WHAT TO PRODUCE ▸
Go through the material line by line and copy each one with the word "without".

DATA EXCERPTS ▸
###

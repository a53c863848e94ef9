//! Filler message bodies.
//!
//! Bodies are prefixes of a repeating 16-byte pattern. Consumers check that
//! every delivered body is such a prefix, which catches truncation and
//! cross-wiring without carrying checksums.

use bytes::Bytes;

use crate::env::Environment;

/// Repeating unit of every filler body.
pub const FILLER_PATTERN: &[u8; 16] = b"_123456789ABCDEF";

/// Default body length.
pub const DEFAULT_PAYLOAD_LEN: usize = 1024;

/// How long each body is.
#[derive(Debug, Clone, Copy, PartialEq, Eq)]
pub enum PayloadShape {
    /// Every body has exactly this many bytes
    Fixed(usize),
    /// Each body length is drawn uniformly from `[1, max)`
    Variable {
        /// Exclusive upper bound of the body length
        max: usize,
    },
}

impl Default for PayloadShape {
    fn default() -> Self {
        Self::Fixed(DEFAULT_PAYLOAD_LEN)
    }
}

impl PayloadShape {
    /// Longest body this shape can produce.
    pub fn max_len(self) -> usize {
        match self {
            Self::Fixed(len) => len,
            Self::Variable { max } => max.saturating_sub(1).max(1),
        }
    }
}

/// Shared filler buffer; bodies are cheap slices of it.
#[derive(Debug, Clone)]
pub struct Filler {
    shape: PayloadShape,
    buffer: Bytes,
}

impl Filler {
    /// Filler able to serve every body length `shape` can ask for.
    pub fn new(shape: PayloadShape) -> Self {
        let len = shape.max_len();
        let buffer: Vec<u8> = FILLER_PATTERN.iter().copied().cycle().take(len).collect();
        Self { shape, buffer: Bytes::from(buffer) }
    }

    /// Next body, drawing its length from `env` for variable shapes.
    pub fn body(&self, env: &impl Environment) -> Bytes {
        let len = match self.shape {
            PayloadShape::Fixed(len) => len,
            PayloadShape::Variable { max } => {
                let span = (max as u64).saturating_sub(1);
                1 + env.random_below(span.max(1)) as usize
            },
        };
        self.buffer.slice(..len.min(self.buffer.len()))
    }

    /// True when `body` is a prefix of the filler pattern repetition.
    pub fn verify(body: &[u8]) -> bool {
        body.iter().zip(FILLER_PATTERN.iter().cycle()).all(|(a, b)| a == b)
    }
}
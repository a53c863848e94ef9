//! Simulation environment.
//!
//! Time comes from the tokio clock, so tests running on a paused runtime
//! (`#[tokio::test(start_paused = true)]`) see stagger sleeps complete
//! instantly in virtual time. Randomness comes from a seeded ChaCha stream,
//! so sender ids, subscription ids, stagger delays and variable payload
//! lengths replay exactly for a given seed.

use std::{
    sync::{Arc, Mutex},
    time::Duration,
};

use rand::{RngCore, SeedableRng};
use rand_chacha::ChaCha8Rng;
use stompload_core::Environment;

/// Default seed for [`SimEnv::new`].
pub const DEFAULT_SEED: u64 = 0x5354_4f4d_504c_4f41;

/// Deterministic environment on the tokio clock.
///
/// Clones share one RNG stream.
#[derive(Clone, Debug)]
pub struct SimEnv {
    rng: Arc<Mutex<ChaCha8Rng>>,
}

impl SimEnv {
    /// Environment seeded with [`DEFAULT_SEED`].
    pub fn new() -> Self {
        Self::with_seed(DEFAULT_SEED)
    }

    /// Environment seeded with `seed`.
    pub fn with_seed(seed: u64) -> Self {
        Self { rng: Arc::new(Mutex::new(ChaCha8Rng::seed_from_u64(seed))) }
    }
}

impl Default for SimEnv {
    fn default() -> Self {
        Self::new()
    }
}

impl Environment for SimEnv {
    type Instant = tokio::time::Instant;

    fn now(&self) -> Self::Instant {
        tokio::time::Instant::now()
    }

    fn sleep(&self, duration: Duration) -> impl std::future::Future<Output = ()> + Send {
        tokio::time::sleep(duration)
    }

    fn random_bytes(&self, buffer: &mut [u8]) {
        #[allow(clippy::expect_used)]
        self.rng.lock().expect("SimEnv RNG mutex poisoned").fill_bytes(buffer);
    }
}
//! Negotiated protocol level.

use std::{fmt, str::FromStr};

use crate::errors::ProtocolError;

/// Protocol level negotiated for a session.
///
/// The level decides which headers subscribe, unsubscribe and ack frames
/// carry. It is fixed for the lifetime of a session.
#[derive(Debug, Clone, Copy, Default, PartialEq, Eq, Hash, PartialOrd, Ord)]
pub enum ProtocolVersion {
    /// Level 1.0: no subscription ids, acks by `message-id`.
    V1_0,
    /// Level 1.1: subscription ids, acks by `message-id` + `subscription`.
    V1_1,
    /// Level 1.2: acks by the message's own `ack` header.
    #[default]
    V1_2,
}

impl ProtocolVersion {
    /// All supported levels, lowest first.
    pub const ALL: [Self; 3] = [Self::V1_0, Self::V1_1, Self::V1_2];

    /// Wire spelling of the level.
    pub fn as_str(self) -> &'static str {
        match self {
            Self::V1_0 => "1.0",
            Self::V1_1 => "1.1",
            Self::V1_2 => "1.2",
        }
    }

    /// True when CONNECT must carry `accept-version` and `host`.
    pub fn negotiates(self) -> bool {
        self != Self::V1_0
    }
}

impl fmt::Display for ProtocolVersion {
    fn fmt(&self, f: &mut fmt::Formatter<'_>) -> fmt::Result {
        f.write_str(self.as_str())
    }
}

impl FromStr for ProtocolVersion {
    type Err = ProtocolError;

    fn from_str(s: &str) -> Result<Self, Self::Err> {
        match s.trim() {
            "1.0" => Ok(Self::V1_0),
            "1.1" => Ok(Self::V1_1),
            "1.2" => Ok(Self::V1_2),
            other => Err(ProtocolError::UnsupportedVersion(other.to_string())),
        }
    }
}
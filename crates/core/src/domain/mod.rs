pub mod loan;
pub mod search;
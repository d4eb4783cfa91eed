use std::sync::Arc;

use anyhow::{Context, Result};
use loanscout_core::config::AppConfig;
use loanscout_core::domain::loan::ParsedLoanQuery;
use loanscout_core::domain::search::SearchResult;
use loanscout_core::errors::SearchError;
use loanscout_core::offers::{rank_offers, OfferNormalizer, RawProviderOffer};
use loanscout_core::routing::{EndpointTable, LoanTypeRouter, ProviderRequest};
use loanscout_gateway::{HttpLoanApiClient, LoanApiClient};
use tracing::{info, warn};

use crate::llm::build_llm_client;
use crate::query::QueryParser;

/// One search: parse, route, fetch, normalize, rank.
///
/// Holds no per-search state, so a single instance can serve concurrent
/// searches.
#[derive(Clone)]
pub struct LoanSearchRuntime {
    parser: QueryParser,
    router: LoanTypeRouter,
    api_client: Arc<dyn LoanApiClient>,
    normalizer: OfferNormalizer,
}

impl LoanSearchRuntime {
    pub fn new(
        parser: QueryParser,
        router: LoanTypeRouter,
        api_client: Arc<dyn LoanApiClient>,
        normalizer: OfferNormalizer,
    ) -> Self {
        Self { parser, router, api_client, normalizer }
    }

    pub fn from_config(config: &AppConfig) -> Result<Self> {
        let llm = build_llm_client(&config.llm)?;
        let api_client =
            HttpLoanApiClient::new(&config.http).context("failed to build loan provider client")?;

        Ok(Self::new(
            QueryParser::from_config(llm, &config.llm),
            LoanTypeRouter::new(EndpointTable::from_config(&config.endpoints)),
            Arc::new(api_client),
            OfferNormalizer::default(),
        ))
    }

    /// Parse and routing failures are returned before any provider call.
    /// A transport failure still yields `Ok`, with an empty result marked
    /// `TransportFailed`.
    pub async fn try_search(&self, text: &str) -> Result<SearchResult, SearchError> {
        let parsed = self.parser.parse(text).await?;
        let request = self.router.build_request(&parsed)?;
        Ok(self.fetch_ranked(text, parsed, &request).await)
    }

    /// Like [`Self::try_search`] but every failure is folded into the result.
    pub async fn search(&self, text: &str) -> SearchResult {
        let parsed = match self.parser.parse(text).await {
            Ok(parsed) => parsed,
            Err(error) => return SearchResult::failed(text, None, &error),
        };

        match self.router.build_request(&parsed) {
            Ok(request) => self.fetch_ranked(text, parsed, &request).await,
            Err(failure) => {
                warn!(event_name = "search.route.failed", error = %failure, "search not routed");
                SearchResult::failed(text, Some(parsed), &SearchError::from(failure))
            }
        }
    }

    async fn fetch_ranked(
        &self,
        text: &str,
        parsed: ParsedLoanQuery,
        request: &ProviderRequest,
    ) -> SearchResult {
        let fetched = self
            .api_client
            .fetch(request)
            .await
            .and_then(|body| RawProviderOffer::decode_payload(&body));

        let raw_offers = match fetched {
            Ok(raw_offers) => raw_offers,
            Err(failure) => {
                let error = SearchError::from(failure);
                warn!(
                    event_name = "search.completed",
                    status = "transport_failed",
                    error = %error,
                    "search finished without offers"
                );
                return SearchResult::failed(text, Some(parsed), &error);
            }
        };

        let offers = rank_offers(self.normalizer.normalize(&raw_offers, parsed.loan_type));
        let result = SearchResult::assemble(text, parsed, offers);
        info!(
            event_name = "search.completed",
            status = "ok",
            total_found = result.total_found(),
            "search finished"
        );
        result
    }
}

###

WRITTEN ANSWER ▸
//! cross-wiring without carrying checksums.
                    "search finished without offers"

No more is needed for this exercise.